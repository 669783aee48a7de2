//! Shared test helpers for integration tests.

use std::sync::Arc;

use chrono::Utc;

use famvault_core::types::{FamilyId, FolderId, MemberId};
use famvault_entity::file::StoredFile;
use famvault_entity::folder::Folder;
use famvault_entity::member::{FamilyMember, FamilyRole};
use famvault_policy::PermissionResolver;
use famvault_service::file::RegisterUploadRequest;
use famvault_service::folder::CreateFolderRequest;
use famvault_service::{
    AlbumService, FamilyLocks, FileService, FolderService, InboxProcessor, PermissionService,
    RequestContext, RuleService, TagService,
};
use famvault_storage::MemoryBlobStore;
use famvault_store::memory::{
    MemoryAlbumStore, MemoryDb, MemoryFileStore, MemoryFolderStore, MemoryMembershipStore,
    MemoryPermissionStore, MemoryProcessingLogStore, MemoryRuleStore, MemoryTagStore,
};
use famvault_store::MembershipStore;
use famvault_worker::InboxSweeper;

/// The whole service graph wired over one shared in-memory database.
///
/// Stores are exposed alongside the services so tests can seed state
/// below the service layer and assert on rows the services do not
/// surface directly.
pub struct TestVault {
    pub folders: Arc<MemoryFolderStore>,
    pub files: Arc<MemoryFileStore>,
    pub grants: Arc<MemoryPermissionStore>,
    pub memberships: Arc<MemoryMembershipStore>,
    pub rules: Arc<MemoryRuleStore>,
    pub tags: Arc<MemoryTagStore>,
    pub albums: Arc<MemoryAlbumStore>,
    pub log: Arc<MemoryProcessingLogStore>,
    pub blobs: Arc<MemoryBlobStore>,
    pub locks: Arc<FamilyLocks>,
    pub folder_service: Arc<FolderService>,
    pub file_service: Arc<FileService>,
    pub permission_service: PermissionService,
    pub rule_service: RuleService,
    pub tag_service: TagService,
    pub album_service: AlbumService,
    pub processor: Arc<InboxProcessor>,
    pub sweeper: InboxSweeper,
}

impl TestVault {
    pub fn new() -> Self {
        let db = MemoryDb::new();
        let folders = Arc::new(MemoryFolderStore::new(db.clone()));
        let files = Arc::new(MemoryFileStore::new(db.clone()));
        let grants = Arc::new(MemoryPermissionStore::new(db.clone()));
        let memberships = Arc::new(MemoryMembershipStore::new(db.clone()));
        let rules = Arc::new(MemoryRuleStore::new(db.clone()));
        let tags = Arc::new(MemoryTagStore::new(db.clone()));
        let albums = Arc::new(MemoryAlbumStore::new(db.clone()));
        let log = Arc::new(MemoryProcessingLogStore::new(db));
        let blobs = Arc::new(MemoryBlobStore::new());
        let locks = Arc::new(FamilyLocks::new());

        let resolver = Arc::new(PermissionResolver::new(
            folders.clone(),
            files.clone(),
            grants.clone(),
            memberships.clone(),
        ));

        let folder_service = Arc::new(FolderService::new(
            folders.clone(),
            files.clone(),
            blobs.clone(),
            resolver.clone(),
            locks.clone(),
        ));
        let file_service = Arc::new(FileService::new(
            files.clone(),
            folders.clone(),
            blobs.clone(),
            resolver.clone(),
            folder_service.clone(),
        ));
        let permission_service =
            PermissionService::new(grants.clone(), memberships.clone(), resolver.clone());
        let rule_service = RuleService::new(rules.clone(), memberships.clone());
        let tag_service = TagService::new(
            tags.clone(),
            files.clone(),
            memberships.clone(),
            resolver.clone(),
        );
        let album_service = AlbumService::new(
            albums.clone(),
            files.clone(),
            memberships.clone(),
            resolver.clone(),
        );
        let processor = Arc::new(InboxProcessor::new(
            folders.clone(),
            files.clone(),
            rules.clone(),
            tags.clone(),
            log.clone(),
            locks.clone(),
        ));
        let sweeper = InboxSweeper::new(files.clone(), processor.clone());

        Self {
            folders,
            files,
            grants,
            memberships,
            rules,
            tags,
            albums,
            log,
            blobs,
            locks,
            folder_service,
            file_service,
            permission_service,
            rule_service,
            tag_service,
            album_service,
            processor,
            sweeper,
        }
    }

    /// Adds a member to the family and returns a context acting as them.
    pub async fn member(&self, family_id: FamilyId, role: FamilyRole) -> RequestContext {
        let member_id = MemberId::new();
        self.memberships
            .upsert(&FamilyMember {
                member_id,
                family_id,
                display_name: format!("member-{member_id}"),
                role,
                joined_at: Utc::now(),
            })
            .await
            .expect("upsert member");
        RequestContext::new(member_id, family_id)
    }

    /// Fresh family with its owner. Returns the owner's context.
    pub async fn family(&self) -> RequestContext {
        self.member(FamilyId::new(), FamilyRole::Owner).await
    }

    /// Creates a folder through the service layer.
    pub async fn folder(
        &self,
        ctx: &RequestContext,
        name: &str,
        parent_id: Option<FolderId>,
    ) -> Folder {
        self.folder_service
            .create_folder(
                ctx,
                CreateFolderRequest {
                    name: name.to_string(),
                    parent_id,
                },
            )
            .await
            .expect("create folder")
    }

    /// Registers an upload through the service layer. `folder_id: None`
    /// lands the file in the family Inbox.
    pub async fn upload(
        &self,
        ctx: &RequestContext,
        name: &str,
        mime_type: Option<&str>,
        size_bytes: i64,
        folder_id: Option<FolderId>,
    ) -> StoredFile {
        self.file_service
            .register_upload(
                ctx,
                RegisterUploadRequest {
                    name: name.to_string(),
                    folder_id,
                    mime_type: mime_type.map(str::to_string),
                    size_bytes,
                    storage_key: format!("families/{}/{}", ctx.family_id, name),
                    checksum_sha256: None,
                },
            )
            .await
            .expect("register upload")
    }
}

* [ACTIVITY]
Transcribe the whole listing with nothing added or left out.

* [REPLY TO THE EXERCISE]
repository 669783aee48a7de2
//! Shared test helpers for integration tests.

use std::sync::Arc;

use chrono::Utc;

use famvault_core::types::{FamilyId, FolderId, MemberId};
use famvault_entity::file::StoredFile;
use famvault_entity::folder::Folder;
use famvault_entity::member::{FamilyMember, FamilyRole};
use famvault_policy::PermissionResolver;
use famvault_service::file::RegisterUploadRequest;
use famvault_service::folder::CreateFolderRequest;
use famvault_service::{
    AlbumService, FamilyLocks, FileService, FolderService, InboxProcessor, PermissionService,
    RequestContext, RuleService, TagService,
};
use famvault_storage::MemoryBlobStore;
use famvault_store::memory::{
    MemoryAlbumStore, MemoryDb, MemoryFileStore, MemoryFolderStore, MemoryMembershipStore,
    MemoryPermissionStore, MemoryProcessingLogStore, MemoryRuleStore, MemoryTagStore,
};
use famvault_store::MembershipStore;
use famvault_worker::InboxSweeper;

/// The whole service graph wired over one shared in-memory database.
///
/// Stores are exposed alongside the services so tests can seed state
/// below the service layer and assert on rows the services do not
/// surface directly.
pub struct TestVault {
    pub folders: Arc<MemoryFolderStore>,
    pub files: Arc<MemoryFileStore>,
    pub grants: Arc<MemoryPermissionStore>,
    pub memberships: Arc<MemoryMembershipStore>,
    pub rules: Arc<MemoryRuleStore>,
    pub tags: Arc<MemoryTagStore>,
    pub albums: Arc<MemoryAlbumStore>,
    pub log: Arc<MemoryProcessingLogStore>,
    pub blobs: Arc<MemoryBlobStore>,
    pub locks: Arc<FamilyLocks>,
    pub folder_service: Arc<FolderService>,
    pub file_service: Arc<FileService>,
    pub permission_service: PermissionService,
    pub rule_service: RuleService,
    pub tag_service: TagService,
    pub album_service: AlbumService,
    pub processor: Arc<InboxProcessor>,
    pub sweeper: InboxSweeper,
}

impl TestVault {
    pub fn new() -> Self {
        let db = MemoryDb::new();
        let folders = Arc::new(MemoryFolderStore::new(db.clone()));
        let files = Arc::new(MemoryFileStore::new(db.clone()));
        let grants = Arc::new(MemoryPermissionStore::new(db.clone()));
        let memberships = Arc::new(MemoryMembershipStore::new(db.clone()));
        let rules = Arc::new(MemoryRuleStore::new(db.clone()));
        let tags = Arc::new(MemoryTagStore::new(db.clone()));
        let albums = Arc::new(MemoryAlbumStore::new(db.clone()));
        let log = Arc::new(MemoryProcessingLogStore::new(db));
        let blobs = Arc::new(MemoryBlobStore::new());
        let locks = Arc::new(FamilyLocks::new());

        let resolver = Arc::new(PermissionResolver::new(
            folders.clone(),
            files.clone(),
            grants.clone(),
            memberships.clone(),
        ));

        let folder_service = Arc::new(FolderService::new(
            folders.clone(),
            files.clone(),
            blobs.clone(),
            resolver.clone(),
            locks.clone(),
        ));
        let file_service = Arc::new(FileService::new(
            files.clone(),
            folders.clone(),
            blobs.clone(),
            resolver.clone(),
            folder_service.clone(),
        ));
        let permission_service =
            PermissionService::new(grants.clone(), memberships.clone(), resolver.clone());
        let rule_service = RuleService::new(rules.clone(), memberships.clone());
        let tag_service = TagService::new(
            tags.clone(),
            files.clone(),
            memberships.clone(),
            resolver.clone(),
        );
        let album_service = AlbumService::new(
            albums.clone(),
            files.clone(),
            memberships.clone(),
            resolver.clone(),
        );
        let processor = Arc::new(InboxProcessor::new(
            folders.clone(),
            files.clone(),
            rules.clone(),
            tags.clone(),
            log.clone(),
            locks.clone(),
        ));
        let sweeper = InboxSweeper::new(files.clone(), processor.clone());

        Self {
            folders,
            files,
            grants,
            memberships,
            rules,
            tags,
            albums,
            log,
            blobs,
            locks,
            folder_service,
            file_service,
            permission_service,
            rule_service,
            tag_service,
            album_service,
            processor,
            sweeper,
        }
    }

    /// Adds a member to the family and returns a context acting as them.
    pub async fn member(&self, family_id: FamilyId, role: FamilyRole) -> RequestContext {
        let member_id = MemberId::new();
        self.memberships
            .upsert(&FamilyMember {
                member_id,
                family_id,
                display_name: format!("member-{member_id}"),
                role,
                joined_at: Utc::now(),
            })
            .await
            .expect("upsert member");
        RequestContext::new(member_id, family_id)
    }

    /// Fresh family with its owner. Returns the owner's context.
    pub async fn family(&self) -> RequestContext {
        self.member(FamilyId::new(), FamilyRole::Owner).await
    }

    /// Creates a folder through the service layer.
    pub async fn folder(
        &self,
        ctx: &RequestContext,
        name: &str,
        parent_id: Option<FolderId>,
    ) -> Folder {
        self.folder_service
            .create_folder(
                ctx,
                CreateFolderRequest {
                    name: name.to_string(),
                    parent_id,
                },
            )
            .await
            .expect("create folder")
    }

    /// Registers an upload through the service layer. `folder_id: None`
    /// lands the file in the family Inbox.
    pub async fn upload(
        &self,
        ctx: &RequestContext,
        name: &str,
        mime_type: Option<&str>,
        size_bytes: i64,
        folder_id: Option<FolderId>,
    ) -> StoredFile {
        self.file_service
            .register_upload(
                ctx,
                RegisterUploadRequest {
                    name: name.to_string(),
                    folder_id,
                    mime_type: mime_type.map(str::to_string),
                    size_bytes,
                    storage_key: format!("families/{}/{}", ctx.family_id, name),
                    checksum_sha256: None,
                },
            )
            .await
            .expect("register upload")
    }
}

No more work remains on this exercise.